La Une des quotidiens britanniques de ce jeudi 3 septembre. (photo AFP)

La photo d’un petit garçon mort sur une plage turque alors qu’il fuyait la Syrie a provoqué un choc planétaire, comme d’autres images coups de poing devenues les symboles d’un conflit ou d’une tragédie.

Pourquoi cette photo sort du lot?

A l’instar de la fillette captée par Nick Ut en 1972 au Vietnam ou de l’enfant recroquevillé et guetté par un vautour en 1993 au Soudan, de Kevin Carter, l’image du petit Aylan Kurdi, vêtu d’un t-shirt rouge et d’un short bleu, gisant le visage contre le sable de la plage de Bodrum, « est un coup de poing dans la figure », juge Christophe Berti, rédacteur en chef du quotidien belge Le Soir.

« Cette photo était une évidence », ajoute-il. « Elle vous donne la chair de poule », abonde Ricardo Gutierrez, rédacteur en chef photo de journal espagnol El Pais. « Ce qui frappe, c’est le décalage entre le drame de l’enfant et le calme de la plage », résume Éric Baradat, rédacteur en chef photo à l’AFP.

Comment devient-elle une icône du photojournalisme?
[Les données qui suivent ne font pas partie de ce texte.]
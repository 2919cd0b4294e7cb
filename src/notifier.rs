use std::{
    sync::{
        mpsc::{channel, Receiver, Sender},
        Arc, PoisonError, RwLock,
    },
    thread,
};

/// Fan-out of staging events to any number of observers. Observers whose
/// receiver has been dropped are removed on the next notification.
#[derive(Clone)]
pub struct Notifier<Event: Send + Sync + Clone + 'static> {
    senders: Arc<RwLock<Vec<Sender<Event>>>>,
}

impl<Event: Send + Sync + Clone + 'static> Default for Notifier<Event> {
    fn default() -> Self {
        Self::new()
    }
}

impl<Event: Send + Sync + Clone + 'static> Notifier<Event> {
    pub fn new() -> Self {
        Self {
            senders: Arc::new(RwLock::new(Vec::new())),
        }
    }

    pub fn notify(&self, event: Event) {
        let mut senders = self.senders.write().unwrap_or_else(PoisonError::into_inner);
        senders.retain(|tx| tx.send(event.clone()).is_ok());
    }

    pub fn observer(&self) -> Receiver<Event> {
        let (tx, rx) = channel();
        self.senders
            .write()
            .unwrap_or_else(PoisonError::into_inner)
            .push(tx);
        rx
    }

    /// Runs `callback` for every event on a background thread until the
    /// notifier and all its clones are dropped.
    pub fn observe(&self, mut callback: impl FnMut(Event) + Send + 'static) {
        let rx = self.observer();
        thread::spawn(move || {
            rx.iter().for_each(|e| callback(e));
        });
    }

    pub fn observer_count(&self) -> usize {
        self.senders
            .read()
            .unwrap_or_else(PoisonError::into_inner)
            .len()
    }
}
« Des photos on en voit passer beaucoup. Mais une photo qui dit tout c’est très rare », estime Jérôme Fenoglio, directeur du quotidien Le Monde. « C’est une image qui reprend les codes que la photo humanitaire, avec le recours à la figure de l’enfant qui parle à chacun de nous. L’enfant, c’est une victime dont on est sûr qu’elle est innocente », décrypte André Gunthert, enseignant chercheur en culture visuelle à l’EHESS.

Mais pour lui, l’image de la photographe turque Nilüfer Demir, ressort car « elle accompagne l’évolution du débat public: elle apparaît comme une condamnation de l’inhumanité de la politique européenne vis-à-vis des migrants ». « L’accompagnement médiatique, le fait de parler de cette image accompagne son iconisation », ajoute-t-il.
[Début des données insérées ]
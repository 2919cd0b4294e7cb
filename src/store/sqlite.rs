use std::path::Path;
use std::sync::{Arc, Mutex, MutexGuard};

use anyhow::Result;
use rusqlite::{params, Connection, OptionalExtension, Transaction};
use rusqlite_migration::{Migrations, M};
use serde::{Deserialize, Serialize};
use uuid::Uuid;

use super::{apply_partial, ensure_id, EntityStore};
use crate::change::Fields;

const CHARACTERS: &str = "character";
const SCENARIOS: &str = "scenario";
const LOREBOOKS: &str = "lorebook";

/// A row of the vault change log. Every store write records one.
#[derive(Clone, Debug, Serialize, Deserialize)]
pub struct StoredChange {
    pub id: String,
    pub kind: String,
    pub entity_id: String,
    pub change_type: String,
    pub old_values: Option<String>,
    pub new_values: Option<String>,
    pub timestamp: i64,
}

/// SQLite-backed story vault. Entities are kept as JSON bodies keyed by
/// kind and id, and every write is logged to `vault_change` inside the same
/// transaction.
#[derive(Clone)]
pub struct SqliteVault {
    conn: Arc<Mutex<Connection>>,
}

impl SqliteVault {
    pub fn open_memory() -> Result<Self> {
        let conn = Connection::open_in_memory()?;
        Self::from_connection(conn)
    }

    pub fn open<P: AsRef<Path>>(path: P) -> Result<Self> {
        let conn = Connection::open(path)?;
        Self::from_connection(conn)
    }

    fn from_connection(mut conn: Connection) -> Result<Self> {
        conn.pragma_update_and_check(None, "journal_mode", "WAL", |_| Ok(()))?;
        conn.pragma_update(None, "foreign_keys", "ON")?;
        Self::migrations().to_latest(&mut conn)?;
        Ok(SqliteVault {
            conn: Arc::new(Mutex::new(conn)),
        })
    }

    fn migrations() -> Migrations<'static> {
        Migrations::new(vec![
            M::up(
                "CREATE TABLE vault_entity (
                    kind TEXT NOT NULL,
                    id   TEXT NOT NULL,
                    body TEXT NOT NULL,
                    PRIMARY KEY (kind, id)
                );",
            ),
            M::up(
                "CREATE TABLE vault_change (
                    id          TEXT NOT NULL PRIMARY KEY,
                    kind        TEXT NOT NULL,
                    entity_id   TEXT NOT NULL,
                    change_type TEXT NOT NULL,
                    old_values  TEXT,
                    new_values  TEXT,
                    timestamp   INTEGER NOT NULL
                );
                CREATE INDEX idx_vault_change_entity ON vault_change (kind, entity_id);",
            ),
        ])
    }

    pub fn characters(&self) -> SqliteStore {
        self.store(CHARACTERS)
    }

    pub fn scenarios(&self) -> SqliteStore {
        self.store(SCENARIOS)
    }

    pub fn lorebooks(&self) -> SqliteStore {
        self.store(LOREBOOKS)
    }

    fn store(&self, kind: &'static str) -> SqliteStore {
        SqliteStore {
            vault: self.clone(),
            kind,
        }
    }

    /// Logged writes for one entity, oldest first.
    pub fn history(&self, kind: &str, entity_id: &str) -> Result<Vec<StoredChange>> {
        let conn = self.lock()?;
        let mut stmt = conn.prepare(
            "SELECT id, kind, entity_id, change_type, old_values, new_values, timestamp
             FROM vault_change
             WHERE kind = ? AND entity_id = ?
             ORDER BY rowid ASC",
        )?;
        let rows = stmt.query(params![kind, entity_id])?;
        let changes =
            serde_rusqlite::from_rows::<StoredChange>(rows).collect::<Result<Vec<_>, _>>()?;
        Ok(changes)
    }

    fn lock(&self) -> Result<MutexGuard<'_, Connection>> {
        self.conn
            .lock()
            .map_err(|_| anyhow::anyhow!("Failed to acquire connection lock"))
    }

    fn read_body(tx: &Transaction, kind: &str, id: &str) -> Result<Option<String>> {
        let body = tx
            .query_row(
                "SELECT body FROM vault_entity WHERE kind = ? AND id = ?",
                params![kind, id],
                |row| row.get::<_, String>(0),
            )
            .optional()?;
        Ok(body)
    }

    fn record_change(
        tx: &Transaction,
        kind: &str,
        entity_id: &str,
        change_type: &str,
        old_values: Option<&str>,
        new_values: Option<&str>,
    ) -> Result<()> {
        let timestamp = std::time::SystemTime::now()
            .duration_since(std::time::UNIX_EPOCH)?
            .as_millis() as i64;

        log::debug!(
            "SQL EXECUTE: INSERT INTO vault_change ({} {} '{}')",
            change_type,
            kind,
            entity_id
        );
        let affected = tx.execute(
            "INSERT INTO vault_change
                 (id, kind, entity_id, change_type, old_values, new_values, timestamp)
             VALUES (?, ?, ?, ?, ?, ?, ?)",
            params![
                Uuid::now_v7().to_string(),
                kind,
                entity_id,
                change_type,
                old_values,
                new_values,
                timestamp,
            ],
        )?;
        log::debug!("SQL EXECUTE RESULT: {} rows affected", affected);
        Ok(())
    }
}

/// One kind of entity inside a `SqliteVault`.
#[derive(Clone)]
pub struct SqliteStore {
    vault: SqliteVault,
    kind: &'static str,
}

impl SqliteStore {
    pub fn kind(&self) -> &'static str {
        self.kind
    }
}

fn parse_body(body: &str) -> Result<Fields> {
    Ok(serde_json::from_str(body)?)
}

impl EntityStore for SqliteStore {
    fn add(&self, mut fields: Fields) -> Result<Fields> {
        let id = ensure_id(&mut fields);
        let body = serde_json::to_string(&fields)?;

        let mut conn = self.vault.lock()?;
        let tx = conn.transaction()?;
        if SqliteVault::read_body(&tx, self.kind, &id)?.is_some() {
            anyhow::bail!("{} '{}' already exists", self.kind, id);
        }
        tx.execute(
            "INSERT INTO vault_entity (kind, id, body) VALUES (?, ?, ?)",
            params![self.kind, id, body],
        )?;
        SqliteVault::record_change(&tx, self.kind, &id, "Insert", None, Some(&body))?;
        tx.commit()?;
        Ok(fields)
    }

    fn update(&self, id: &str, fields: Fields) -> Result<()> {
        let mut conn = self.vault.lock()?;
        let tx = conn.transaction()?;
        let old_body = SqliteVault::read_body(&tx, self.kind, id)?
            .ok_or_else(|| anyhow::anyhow!("{} '{}' not found", self.kind, id))?;

        let mut entity = parse_body(&old_body)?;
        apply_partial(&mut entity, fields);
        let new_body = serde_json::to_string(&entity)?;

        tx.execute(
            "UPDATE vault_entity SET body = ? WHERE kind = ? AND id = ?",
            params![new_body, self.kind, id],
        )?;
        SqliteVault::record_change(&tx, self.kind, id, "Update", Some(&old_body), Some(&new_body))?;
        tx.commit()?;
        Ok(())
    }

    fn delete(&self, id: &str) -> Result<()> {
        let mut conn = self.vault.lock()?;
        let tx = conn.transaction()?;
        let old_body = SqliteVault::read_body(&tx, self.kind, id)?
            .ok_or_else(|| anyhow::anyhow!("{} '{}' not found", self.kind, id))?;

        tx.execute(
            "DELETE FROM vault_entity WHERE kind = ? AND id = ?",
            params![self.kind, id],
        )?;
        SqliteVault::record_change(&tx, self.kind, id, "Delete", Some(&old_body), None)?;
        tx.commit()?;
        Ok(())
    }

    fn get_by_id(&self, id: &str) -> Result<Option<Fields>> {
        let conn = self.vault.lock()?;
        let body = conn
            .query_row(
                "SELECT body FROM vault_entity WHERE kind = ? AND id = ?",
                params![self.kind, id],
                |row| row.get::<_, String>(0),
            )
            .optional()?;
        body.as_deref().map(parse_body).transpose()
    }

    fn list(&self) -> Result<Vec<Fields>> {
        let conn = self.vault.lock()?;
        let mut stmt = conn.prepare("SELECT body FROM vault_entity WHERE kind = ? ORDER BY rowid")?;
        let bodies = stmt
            .query_map(params![self.kind], |row| row.get::<_, String>(0))?
            .collect::<Result<Vec<_>, _>>()?;
        bodies.iter().map(|body| parse_body(body)).collect()
    }
}

#[cfg(test)]
mod tests {
    use serde_json::json;

    use super::*;
    use crate::change::entry_id;

    fn fields(value: serde_json::Value) -> Fields {
        value.as_object().cloned().unwrap()
    }

    #[test]
    fn open_memory() -> Result<()> {
        let _ = SqliteVault::open_memory()?;
        Ok(())
    }

    #[test]
    fn kinds_are_separate() -> Result<()> {
        let vault = SqliteVault::open_memory()?;
        vault.characters().add(fields(json!({"id": "x", "name": "Ana"})))?;
        assert!(vault.scenarios().get_by_id("x")?.is_none());
        vault.scenarios().add(fields(json!({"id": "x", "name": "Harbor"})))?;
        assert_eq!(vault.characters().get_by_id("x")?.unwrap()["name"], "Ana");
        Ok(())
    }

    #[test]
    fn partial_update_and_history() -> Result<()> {
        let vault = SqliteVault::open_memory()?;
        let characters = vault.characters();
        let ana = characters.add(fields(json!({"name": "Ana", "age": 30})))?;
        let id = entry_id(&ana).unwrap().to_string();

        characters.update(&id, fields(json!({"name": "Anna"})))?;
        let stored = characters.get_by_id(&id)?.unwrap();
        assert_eq!(stored["name"], "Anna");
        assert_eq!(stored["age"], 30);

        characters.delete(&id)?;
        assert!(characters.get_by_id(&id)?.is_none());

        let history = vault.history("character", &id)?;
        let types: Vec<&str> = history.iter().map(|c| c.change_type.as_str()).collect();
        assert_eq!(types, vec!["Insert", "Update", "Delete"]);
        assert!(history[1].old_values.as_ref().unwrap().contains("Ana"));
        assert!(history[2].new_values.is_none());
        Ok(())
    }

    #[test]
    fn list_keeps_insertion_order() -> Result<()> {
        let vault = SqliteVault::open_memory()?;
        let lorebooks = vault.lorebooks();
        for name in ["b", "a", "c"] {
            lorebooks.add(fields(json!({"name": name})))?;
        }
        let names: Vec<String> = lorebooks
            .list()?
            .iter()
            .map(|l| l["name"].as_str().unwrap().to_string())
            .collect();
        assert_eq!(names, vec!["b", "a", "c"]);
        Ok(())
    }

    #[test]
    fn failed_write_rolls_back() -> Result<()> {
        let vault = SqliteVault::open_memory()?;
        assert!(vault.characters().update("missing", Fields::new()).is_err());
        assert!(vault.history("character", "missing")?.is_empty());
        Ok(())
    }

    #[test]
    fn reopen_from_disk() -> Result<()> {
        let dir = tempfile::tempdir()?;
        let path = dir.path().join("vault.db");
        {
            let vault = SqliteVault::open(&path)?;
            vault.lorebooks().add(fields(json!({"id": "lb1", "entries": []})))?;
        }
        let vault = SqliteVault::open(&path)?;
        assert!(vault.lorebooks().get_by_id("lb1")?.is_some());
        Ok(())
    }
}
Rentrera-t-elle dans les livres d’histoire?

Selon Johan Hufnagel, patron de la rédaction de Libération, les réseaux sociaux participent à faire de cette photo un « phénomène culturel ». Le drame du petit Aylan devient universel car il parle à tous les parents.

« Il y a une étape qui est franchie, qui est symbolisée par cette image. On ne reviendra pas en arrière », juge André Gunthert.

Pour Le Monde, dans son éditorial, cela ne fait pas de doute « dans les livres d’histoire, le chapitre consacré à ce moment-là, s’ouvrira sur une photo: celle du corps d’un petit Syrien, Aylan Kurdi ».

Comment la publier?

Christophe Berti explique que son titre, après un débat interne, « n’a pas choisi de la mettre en gros plan », comme d’autres journaux en Europe. « On voulait la contextualiser avec le sauveteur », ajoute-t-il.

« A Paris-Match, on considère que c’est une honte que la presse française ne l’ait pas publiée! Nous on est partisans de montrer les choses alors qu’en France on a du mal à se regarder en Face, la presse française est trop sage », estime Olivier Royant, directeur de la rédaction de l’hebdomadaire habitué aux images fortes qui a publié un article sur son site intitulé « La photo de la honte ».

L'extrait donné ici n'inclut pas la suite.